DESCRIPTION OF THE TASK ::
Repeat the records given below in full, with no changes.

SUPPLIED INFORMATION START

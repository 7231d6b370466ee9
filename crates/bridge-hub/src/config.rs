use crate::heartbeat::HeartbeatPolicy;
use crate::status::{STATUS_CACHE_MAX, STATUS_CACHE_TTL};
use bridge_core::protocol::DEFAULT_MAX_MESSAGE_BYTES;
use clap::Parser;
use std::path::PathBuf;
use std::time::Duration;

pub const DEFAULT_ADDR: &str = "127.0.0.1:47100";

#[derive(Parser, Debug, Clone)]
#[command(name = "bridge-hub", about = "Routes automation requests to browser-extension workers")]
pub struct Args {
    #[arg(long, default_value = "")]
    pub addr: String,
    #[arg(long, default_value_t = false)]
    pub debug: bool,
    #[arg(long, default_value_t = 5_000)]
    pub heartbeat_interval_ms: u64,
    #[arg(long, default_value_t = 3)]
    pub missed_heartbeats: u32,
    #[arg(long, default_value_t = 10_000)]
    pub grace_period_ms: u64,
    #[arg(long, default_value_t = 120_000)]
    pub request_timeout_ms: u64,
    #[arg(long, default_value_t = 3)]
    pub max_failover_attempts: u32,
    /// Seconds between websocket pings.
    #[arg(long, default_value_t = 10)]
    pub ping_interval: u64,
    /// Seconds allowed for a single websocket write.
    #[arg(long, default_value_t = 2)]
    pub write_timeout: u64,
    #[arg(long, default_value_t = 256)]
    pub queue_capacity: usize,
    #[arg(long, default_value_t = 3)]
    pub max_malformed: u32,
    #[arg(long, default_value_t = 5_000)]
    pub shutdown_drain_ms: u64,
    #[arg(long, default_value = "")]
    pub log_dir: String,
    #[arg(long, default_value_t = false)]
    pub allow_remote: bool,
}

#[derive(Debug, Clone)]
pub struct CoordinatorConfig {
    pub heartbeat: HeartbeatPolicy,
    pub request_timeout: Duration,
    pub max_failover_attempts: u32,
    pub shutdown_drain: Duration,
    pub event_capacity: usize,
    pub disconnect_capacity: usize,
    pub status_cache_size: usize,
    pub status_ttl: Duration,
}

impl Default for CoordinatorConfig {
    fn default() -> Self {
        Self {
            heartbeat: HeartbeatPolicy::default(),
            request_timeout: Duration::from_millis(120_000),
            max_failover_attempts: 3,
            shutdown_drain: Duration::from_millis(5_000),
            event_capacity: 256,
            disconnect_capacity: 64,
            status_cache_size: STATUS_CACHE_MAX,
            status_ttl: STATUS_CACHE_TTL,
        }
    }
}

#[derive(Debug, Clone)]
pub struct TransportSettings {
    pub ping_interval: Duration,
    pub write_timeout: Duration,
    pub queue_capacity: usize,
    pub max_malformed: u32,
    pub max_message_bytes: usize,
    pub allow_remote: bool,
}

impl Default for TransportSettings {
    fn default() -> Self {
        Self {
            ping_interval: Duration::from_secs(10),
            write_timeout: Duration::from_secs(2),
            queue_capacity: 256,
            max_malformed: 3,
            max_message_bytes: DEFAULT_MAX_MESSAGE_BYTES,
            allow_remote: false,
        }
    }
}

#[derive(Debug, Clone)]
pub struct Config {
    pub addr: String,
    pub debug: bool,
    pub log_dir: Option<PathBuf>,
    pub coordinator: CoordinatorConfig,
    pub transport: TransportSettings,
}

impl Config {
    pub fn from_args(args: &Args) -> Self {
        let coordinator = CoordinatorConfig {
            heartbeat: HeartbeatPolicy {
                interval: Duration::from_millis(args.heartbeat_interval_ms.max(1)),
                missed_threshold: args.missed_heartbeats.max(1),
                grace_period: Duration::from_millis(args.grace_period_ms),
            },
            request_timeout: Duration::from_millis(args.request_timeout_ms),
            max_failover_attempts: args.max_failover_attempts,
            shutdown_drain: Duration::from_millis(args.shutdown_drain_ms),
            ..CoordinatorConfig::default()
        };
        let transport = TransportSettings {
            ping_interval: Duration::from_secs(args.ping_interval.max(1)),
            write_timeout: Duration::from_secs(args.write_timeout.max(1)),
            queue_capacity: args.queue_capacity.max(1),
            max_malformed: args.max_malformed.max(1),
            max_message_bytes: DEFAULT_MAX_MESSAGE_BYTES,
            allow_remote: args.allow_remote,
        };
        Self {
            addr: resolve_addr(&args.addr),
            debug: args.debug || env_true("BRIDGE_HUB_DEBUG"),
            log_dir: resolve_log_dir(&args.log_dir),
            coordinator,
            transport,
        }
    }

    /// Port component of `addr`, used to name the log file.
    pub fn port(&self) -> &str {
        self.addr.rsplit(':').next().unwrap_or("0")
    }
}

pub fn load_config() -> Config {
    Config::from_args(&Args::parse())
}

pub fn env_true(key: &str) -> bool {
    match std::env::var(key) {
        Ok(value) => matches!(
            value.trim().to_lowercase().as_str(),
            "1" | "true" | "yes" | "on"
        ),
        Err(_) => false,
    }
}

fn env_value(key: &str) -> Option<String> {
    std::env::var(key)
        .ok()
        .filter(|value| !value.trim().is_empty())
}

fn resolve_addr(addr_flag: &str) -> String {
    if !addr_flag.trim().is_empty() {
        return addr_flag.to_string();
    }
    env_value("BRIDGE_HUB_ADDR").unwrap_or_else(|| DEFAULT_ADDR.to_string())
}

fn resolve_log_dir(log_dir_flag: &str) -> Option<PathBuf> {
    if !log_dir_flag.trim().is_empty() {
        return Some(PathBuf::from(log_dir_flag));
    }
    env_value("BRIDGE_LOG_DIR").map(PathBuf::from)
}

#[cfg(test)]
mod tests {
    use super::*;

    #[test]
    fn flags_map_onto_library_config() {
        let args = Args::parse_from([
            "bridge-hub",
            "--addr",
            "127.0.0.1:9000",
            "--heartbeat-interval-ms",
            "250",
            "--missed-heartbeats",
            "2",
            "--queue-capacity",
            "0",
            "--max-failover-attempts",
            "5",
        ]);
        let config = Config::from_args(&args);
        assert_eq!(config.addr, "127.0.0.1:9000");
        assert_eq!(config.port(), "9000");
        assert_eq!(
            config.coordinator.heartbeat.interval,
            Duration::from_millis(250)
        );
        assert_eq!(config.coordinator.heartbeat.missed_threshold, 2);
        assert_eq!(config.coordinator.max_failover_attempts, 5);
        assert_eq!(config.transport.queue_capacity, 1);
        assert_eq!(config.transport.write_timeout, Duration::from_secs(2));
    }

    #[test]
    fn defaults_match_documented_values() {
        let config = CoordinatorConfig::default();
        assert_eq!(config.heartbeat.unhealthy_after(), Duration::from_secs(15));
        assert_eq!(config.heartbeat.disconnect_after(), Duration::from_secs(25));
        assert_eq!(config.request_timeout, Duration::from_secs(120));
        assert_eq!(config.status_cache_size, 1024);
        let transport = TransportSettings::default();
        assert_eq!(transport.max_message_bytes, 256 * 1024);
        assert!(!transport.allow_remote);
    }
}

SUPPLIED INFORMATION END

THE COMPLETED TASK ::
repository 7231d6b370466ee9
filename crates/bridge-hub/src/config.rs
use crate::heartbeat::HeartbeatPolicy;
use crate::status::{STATUS_CACHE_MAX, STATUS_CACHE_TTL};
use bridge_core::protocol::DEFAULT_MAX_MESSAGE_BYTES;
use clap::Parser;
use std::path::PathBuf;
use std::time::Duration;

pub const DEFAULT_ADDR: &str = "127.0.0.1:47100";

#[derive(Parser, Debug, Clone)]
#[command(name = "bridge-hub", about = "Routes automation requests to browser-extension workers")]
pub struct Args {
    #[arg(long, default_value = "")]
    pub addr: String,
    #[arg(long, default_value_t = false)]
    pub debug: bool,
    #[arg(long, default_value_t = 5_000)]
    pub heartbeat_interval_ms: u64,
    #[arg(long, default_value_t = 3)]
    pub missed_heartbeats: u32,
    #[arg(long, default_value_t = 10_000)]
    pub grace_period_ms: u64,
    #[arg(long, default_value_t = 120_000)]
    pub request_timeout_ms: u64,
    #[arg(long, default_value_t = 3)]
    pub max_failover_attempts: u32,
    /// Seconds between websocket pings.
    #[arg(long, default_value_t = 10)]
    pub ping_interval: u64,
    /// Seconds allowed for a single websocket write.
    #[arg(long, default_value_t = 2)]
    pub write_timeout: u64,
    #[arg(long, default_value_t = 256)]
    pub queue_capacity: usize,
    #[arg(long, default_value_t = 3)]
    pub max_malformed: u32,
    #[arg(long, default_value_t = 5_000)]
    pub shutdown_drain_ms: u64,
    #[arg(long, default_value = "")]
    pub log_dir: String,
    #[arg(long, default_value_t = false)]
    pub allow_remote: bool,
}

#[derive(Debug, Clone)]
pub struct CoordinatorConfig {
    pub heartbeat: HeartbeatPolicy,
    pub request_timeout: Duration,
    pub max_failover_attempts: u32,
    pub shutdown_drain: Duration,
    pub event_capacity: usize,
    pub disconnect_capacity: usize,
    pub status_cache_size: usize,
    pub status_ttl: Duration,
}

impl Default for CoordinatorConfig {
    fn default() -> Self {
        Self {
            heartbeat: HeartbeatPolicy::default(),
            request_timeout: Duration::from_millis(120_000),
            max_failover_attempts: 3,
            shutdown_drain: Duration::from_millis(5_000),
            event_capacity: 256,
            disconnect_capacity: 64,
            status_cache_size: STATUS_CACHE_MAX,
            status_ttl: STATUS_CACHE_TTL,
        }
    }
}

#[derive(Debug, Clone)]
pub struct TransportSettings {
    pub ping_interval: Duration,
    pub write_timeout: Duration,
    pub queue_capacity: usize,
    pub max_malformed: u32,
    pub max_message_bytes: usize,
    pub allow_remote: bool,
}

impl Default for TransportSettings {
    fn default() -> Self {
        Self {
            ping_interval: Duration::from_secs(10),
            write_timeout: Duration::from_secs(2),
            queue_capacity: 256,
            max_malformed: 3,
            max_message_bytes: DEFAULT_MAX_MESSAGE_BYTES,
            allow_remote: false,
        }
    }
}

#[derive(Debug, Clone)]
pub struct Config {
    pub addr: String,
    pub debug: bool,
    pub log_dir: Option<PathBuf>,
    pub coordinator: CoordinatorConfig,
    pub transport: TransportSettings,
}

impl Config {
    pub fn from_args(args: &Args) -> Self {
        let coordinator = CoordinatorConfig {
            heartbeat: HeartbeatPolicy {
                interval: Duration::from_millis(args.heartbeat_interval_ms.max(1)),
                missed_threshold: args.missed_heartbeats.max(1),
                grace_period: Duration::from_millis(args.grace_period_ms),
            },
            request_timeout: Duration::from_millis(args.request_timeout_ms),
            max_failover_attempts: args.max_failover_attempts,
            shutdown_drain: Duration::from_millis(args.shutdown_drain_ms),
            ..CoordinatorConfig::default()
        };
        let transport = TransportSettings {
            ping_interval: Duration::from_secs(args.ping_interval.max(1)),
            write_timeout: Duration::from_secs(args.write_timeout.max(1)),
            queue_capacity: args.queue_capacity.max(1),
            max_malformed: args.max_malformed.max(1),
            max_message_bytes: DEFAULT_MAX_MESSAGE_BYTES,
            allow_remote: args.allow_remote,
        };
        Self {
            addr: resolve_addr(&args.addr),
            debug: args.debug || env_true("BRIDGE_HUB_DEBUG"),
            log_dir: resolve_log_dir(&args.log_dir),
            coordinator,
            transport,
        }
    }

    /// Port component of `addr`, used to name the log file.
    pub fn port(&self) -> &str {
        self.addr.rsplit(':').next().unwrap_or("0")
    }
}

pub fn load_config() -> Config {
    Config::from_args(&Args::parse())
}

pub fn env_true(key: &str) -> bool {
    match std::env::var(key) {
        Ok(value) => matches!(
            value.trim().to_lowercase().as_str(),
            "1" | "true" | "yes" | "on"
        ),
        Err(_) => false,
    }
}

fn env_value(key: &str) -> Option<String> {
    std::env::var(key)
        .ok()
        .filter(|value| !value.trim().is_empty())
}

fn resolve_addr(addr_flag: &str) -> String {
    if !addr_flag.trim().is_empty() {
        return addr_flag.to_string();
    }
    env_value("BRIDGE_HUB_ADDR").unwrap_or_else(|| DEFAULT_ADDR.to_string())
}

fn resolve_log_dir(log_dir_flag: &str) -> Option<PathBuf> {
    if !log_dir_flag.trim().is_empty() {
        return Some(PathBuf::from(log_dir_flag));
    }
    env_value("BRIDGE_LOG_DIR").map(PathBuf::from)
}

#[cfg(test)]
mod tests {
    use super::*;

    #[test]
    fn flags_map_onto_library_config() {
        let args = Args::parse_from([
            "bridge-hub",
            "--addr",
            "127.0.0.1:9000",
            "--heartbeat-interval-ms",
            "250",
            "--missed-heartbeats",
            "2",
            "--queue-capacity",
            "0",
            "--max-failover-attempts",
            "5",
        ]);
        let config = Config::from_args(&args);
        assert_eq!(config.addr, "127.0.0.1:9000");
        assert_eq!(config.port(), "9000");
        assert_eq!(
            config.coordinator.heartbeat.interval,
            Duration::from_millis(250)
        );
        assert_eq!(config.coordinator.heartbeat.missed_threshold, 2);
        assert_eq!(config.coordinator.max_failover_attempts, 5);
        assert_eq!(config.transport.queue_capacity, 1);
        assert_eq!(config.transport.write_timeout, Duration::from_secs(2));
    }

    #[test]
    fn defaults_match_documented_values() {
        let config = CoordinatorConfig::default();
        assert_eq!(config.heartbeat.unhealthy_after(), Duration::from_secs(15));
        assert_eq!(config.heartbeat.disconnect_after(), Duration::from_secs(25));
        assert_eq!(config.request_timeout, Duration::from_secs(120));
        assert_eq!(config.status_cache_size, 1024);
        let transport = TransportSettings::default();
        assert_eq!(transport.max_message_bytes, 256 * 1024);
        assert!(!transport.allow_remote);
    }
}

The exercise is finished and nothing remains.